Q: What will Assemblies do to show they are the legitimate representatives of the people? A: They will have a strong defensive role, as the government launches its attacks. They can learn lessons from others about how to defend communities and individuals. For example, from the movements in the US against evictions, where communities are getting together to stop people being thrown out when they can’t pay their mortgage.
The experiences of Transition Towns who have been encouraging communities to do things for themselves, exploring new ways of living, can provide a source of inspiration.
Assemblies can learn from history – from the Paris Commune, early Soviets or Workers Councils in Russia, from the Councils of Action; the movement that brought down the Berlin Wall to the struggles in Venezuela and Bolivia today.
Q: How will this be different from the old politics?
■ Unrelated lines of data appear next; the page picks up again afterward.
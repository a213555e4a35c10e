//! The `utils` module holds the pieces shared by every other module: the
//! error types and logging initialisation.

pub mod error;
pub mod logging;

#[cfg(test)]
mod tests {
    use super::error::{ClientError, Error, ProtocolError, WorkerError};
    use super::logging;
    use crate::client::ConnectionId;
    use serial_test::serial;
    use tracing_subscriber::filter::LevelFilter;

    #[test]
    #[serial]
    fn logging_init_accepts_levels() {
        temp_env::with_var_unset("RUST_LOG", || {
            // Should not panic
            logging::init("info");
            logging::init("debug");
            logging::init("subcast=loud");
        });
    }

    #[test]
    #[serial]
    fn log_filter_uses_configured_directives() {
        temp_env::with_var_unset("RUST_LOG", || {
            assert_eq!(
                logging::filter("warn").max_level_hint(),
                Some(LevelFilter::WARN)
            );
            assert_eq!(
                logging::filter("subcast=debug,info").max_level_hint(),
                Some(LevelFilter::DEBUG)
            );
            assert_eq!(
                logging::filter("subcast=loud").max_level_hint(),
                Some(LevelFilter::INFO)
            );
        });
    }

    #[test]
    #[serial]
    fn log_filter_prefers_rust_log() {
        temp_env::with_var("RUST_LOG", Some("subcast=trace"), || {
            let filter = logging::filter("error");
            assert_eq!(filter.max_level_hint(), Some(LevelFilter::TRACE));
            assert!(filter.to_string().to_lowercase().contains("subcast=trace"));
        });

        temp_env::with_var("RUST_LOG", Some("subcast=loud"), || {
            assert_eq!(
                logging::filter("error").max_level_hint(),
                Some(LevelFilter::ERROR)
            );
        });
    }

    #[test]
    fn errors_render_context() {
        assert_eq!(
            ProtocolError::UnknownType(9).to_string(),
            "unknown message type 0x09"
        );
        assert_eq!(
            WorkerError::WorkerUnavailable(3).to_string(),
            "worker 3 is no longer running"
        );

        let id = ConnectionId::new();
        let err: Error = ClientError::Closed(id).into();
        assert_eq!(err.to_string(), format!("connection {id} is closed"));
    }
}
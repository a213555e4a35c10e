//! Fixed-size transform worker pool
//!
//! Each worker is a dedicated OS thread with its own FIFO job queue, so a
//! slow transform never stalls the tokio runtime driving the connections.
//! Jobs are assigned round-robin without looking at how busy a worker is;
//! a busy worker simply queues the job behind its current one.
//!
//! All workers report into one shared results channel. The pool owner
//! consumes that channel and republishes each result.
//!
//! A transform that panics takes its worker down: the panic is logged and
//! the slot is marked dead. Jobs already queued behind the failing one, and
//! any that race in before the slot is seen as dead, are logged and counted
//! as dropped. Later jobs routed to the slot are rejected with
//! `WorkerError::WorkerUnavailable`. Other workers keep running.

use std::panic::{self, AssertUnwindSafe};
use std::sync::atomic::{AtomicBool, AtomicU64, AtomicUsize, Ordering};
use std::sync::mpsc::{self, Receiver, Sender};
use std::sync::{Arc, Mutex, PoisonError};
use std::thread::{self, JoinHandle};

use bytes::Bytes;
use tokio::sync::mpsc::UnboundedSender;
use tracing::{debug, error, info, warn};

use crate::protocol::Topic;
use crate::utils::error::{Result, WorkerError};
use crate::worker::transform::Transform;

/// Output of one finished job.
#[derive(Debug, Clone, PartialEq, Eq)]
pub struct TransformResult {
    pub topic: Topic,
    pub payload: Bytes,
    /// Index of the worker that produced it.
    pub worker: usize,
}

struct Job {
    topic: Topic,
    payload: Bytes,
}

struct WorkerSlot {
    jobs: Mutex<Option<Sender<Job>>>,
    alive: Arc<AtomicBool>,
    dispatched: AtomicU64,
    dropped: Arc<AtomicU64>,
}

pub struct TransformWorkerPool {
    name: &'static str,
    workers: Vec<WorkerSlot>,
    cursor: AtomicUsize,
    threads: Mutex<Vec<JoinHandle<()>>>,
}

impl TransformWorkerPool {
    /// Start `size` workers all running `transform`.
    pub fn new(
        transform: Arc<dyn Transform>,
        size: usize,
        results: UnboundedSender<TransformResult>,
    ) -> Result<Self> {
        if size == 0 {
            return Err(WorkerError::EmptyPool.into());
        }

        let name = transform.name();
        let mut workers = Vec::with_capacity(size);
        let mut threads = Vec::with_capacity(size);

        for index in 0..size {
            let (tx, rx) = mpsc::channel::<Job>();
            let alive = Arc::new(AtomicBool::new(true));
            let dropped = Arc::new(AtomicU64::new(0));

            let worker = WorkerState {
                index,
                transform: Arc::clone(&transform),
                jobs: rx,
                results: results.clone(),
                alive: Arc::clone(&alive),
                dropped: Arc::clone(&dropped),
            };
            let handle = thread::Builder::new()
                .name(format!("{name}-{index}"))
                .spawn(move || worker.run())?;

            workers.push(WorkerSlot {
                jobs: Mutex::new(Some(tx)),
                alive,
                dispatched: AtomicU64::new(0),
                dropped,
            });
            threads.push(handle);
        }

        info!(transform = name, workers = size, "Worker pool started");

        Ok(Self {
            name,
            workers,
            cursor: AtomicUsize::new(0),
            threads: Mutex::new(threads),
        })
    }

    pub fn name(&self) -> &'static str {
        self.name
    }

    pub fn size(&self) -> usize {
        self.workers.len()
    }

    /// Hand a job to the worker under the cursor and advance the cursor.
    ///
    /// Returns the index of the chosen worker. Never waits for the job to
    /// run.
    pub fn dispatch(&self, topic: Topic, payload: Bytes) -> std::result::Result<usize, WorkerError> {
        let index = self.advance_cursor();
        let slot = &self.workers[index];
        slot.dispatched.fetch_add(1, Ordering::Relaxed);

        if !slot.alive.load(Ordering::Acquire) {
            return Err(WorkerError::WorkerUnavailable(index));
        }

        let jobs = slot.jobs.lock().unwrap_or_else(PoisonError::into_inner);
        let Some(tx) = jobs.as_ref() else {
            return Err(WorkerError::WorkerUnavailable(index));
        };
        tx.send(Job { topic, payload })
            .map_err(|_| WorkerError::WorkerUnavailable(index))?;

        Ok(index)
    }

    /// Jobs assigned to each worker so far, in worker order.
    pub fn jobs_dispatched(&self) -> Vec<u64> {
        self.workers
            .iter()
            .map(|w| w.dispatched.load(Ordering::Relaxed))
            .collect()
    }

    /// Accepted jobs each worker discarded after its transform panicked.
    pub fn jobs_dropped(&self) -> Vec<u64> {
        self.workers
            .iter()
            .map(|w| w.dropped.load(Ordering::Relaxed))
            .collect()
    }

    pub fn is_alive(&self, index: usize) -> bool {
        self.workers
            .get(index)
            .is_some_and(|w| w.alive.load(Ordering::Acquire))
    }

    /// Close every job queue and wait for the workers to finish what they
    /// already accepted. Blocks the calling thread.
    pub fn shutdown(&self) {
        for slot in &self.workers {
            slot.jobs
                .lock()
                .unwrap_or_else(PoisonError::into_inner)
                .take();
        }

        let threads = std::mem::take(
            &mut *self.threads.lock().unwrap_or_else(PoisonError::into_inner),
        );
        for handle in threads {
            if handle.join().is_err() {
                error!(transform = self.name, "Worker thread exited abnormally");
            }
        }

        debug!(transform = self.name, "Worker pool stopped");
    }

    fn advance_cursor(&self) -> usize {
        let len = self.workers.len();
        match self
            .cursor
            .fetch_update(Ordering::AcqRel, Ordering::Acquire, |c| Some((c + 1) % len))
        {
            Ok(prev) | Err(prev) => prev,
        }
    }
}

impl std::fmt::Debug for TransformWorkerPool {
    fn fmt(&self, f: &mut std::fmt::Formatter<'_>) -> std::fmt::Result {
        f.debug_struct("TransformWorkerPool")
            .field("name", &self.name)
            .field("size", &self.workers.len())
            .field("cursor", &self.cursor.load(Ordering::Relaxed))
            .finish()
    }
}

struct WorkerState {
    index: usize,
    transform: Arc<dyn Transform>,
    jobs: Receiver<Job>,
    results: UnboundedSender<TransformResult>,
    alive: Arc<AtomicBool>,
    dropped: Arc<AtomicU64>,
}

impl WorkerState {
    fn run(self) {
        let name = self.transform.name();
        let index = self.index;

        while let Ok(job) = self.jobs.recv() {
            let transform = &self.transform;
            let outcome = panic::catch_unwind(AssertUnwindSafe(|| transform.apply(&job.payload)));
            let payload = match outcome {
                Ok(payload) => payload,
                Err(_) => {
                    self.alive.store(false, Ordering::Release);
                    error!(
                        transform = name,
                        worker = index,
                        topic = job.topic,
                        "Transform panicked, worker stopped"
                    );
                    self.drain();
                    return;
                }
            };

            let result = TransformResult {
                topic: job.topic,
                payload: Bytes::from(payload),
                worker: index,
            };
            if self.results.send(result).is_err() {
                debug!(transform = name, worker = index, "Results channel closed");
                break;
            }
        }

        debug!(transform = name, worker = index, "Worker exited");
    }

    /// Discard every job still reaching a dead worker until the pool closes
    /// its queue.
    fn drain(&self) {
        let name = self.transform.name();
        for job in self.jobs.iter() {
            self.dropped.fetch_add(1, Ordering::Relaxed);
            warn!(
                transform = name,
                worker = self.index,
                topic = job.topic,
                bytes = job.payload.len(),
                "Dropping job accepted by failed worker"
            );
        }
    }
}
A: The Assemblies will involve and mobilise the whole community, including young people, people from minority ethnic communities, small businesses and self-employed people as well as workers from every sector.
They will show by their own actions that there is another way of living, and another way of “being political” that isn’t about money-grubbing and getting expenses. They will work for education, for culture and a decent life for all.
There will be opportunities for everyone to share their skills and talents, and for young people to work creatively and learn. A wide range of people will gravitate towards them. They will embrace different points of view, not only those on the left.
Q: What will AWTW’s role in the Assemblies be? A: Our Manifesto says: “The Assemblies will also look beyond a failed economic system towards building a true democracy in place of the sham one we live under now.” That is the revolutionary policy we will campaign for in the Assemblies.
The Coalition government is taking the actions it is because the system it serves – the capitalist system – is terminally unstable. It must be replaced.
The existing parliamentary system is a façade that increasingly undermines and devalues the right to vote that was won in bitter struggle against the ruling classes. We have to extend and expand democracy to give expression to what the term actually means – the power and rule of the people.
We will work within the Assemblies to win people to the idea that they should not be talking shops, or just organise protests or social support, but start to see themselves as the legitimate representatives of the people, with the right to replace the existing undemocratic structures of both local and national government. This includes revolutionising the Welsh and Scottish assemblies, which in their present form have dashed the hopes raised by devolution.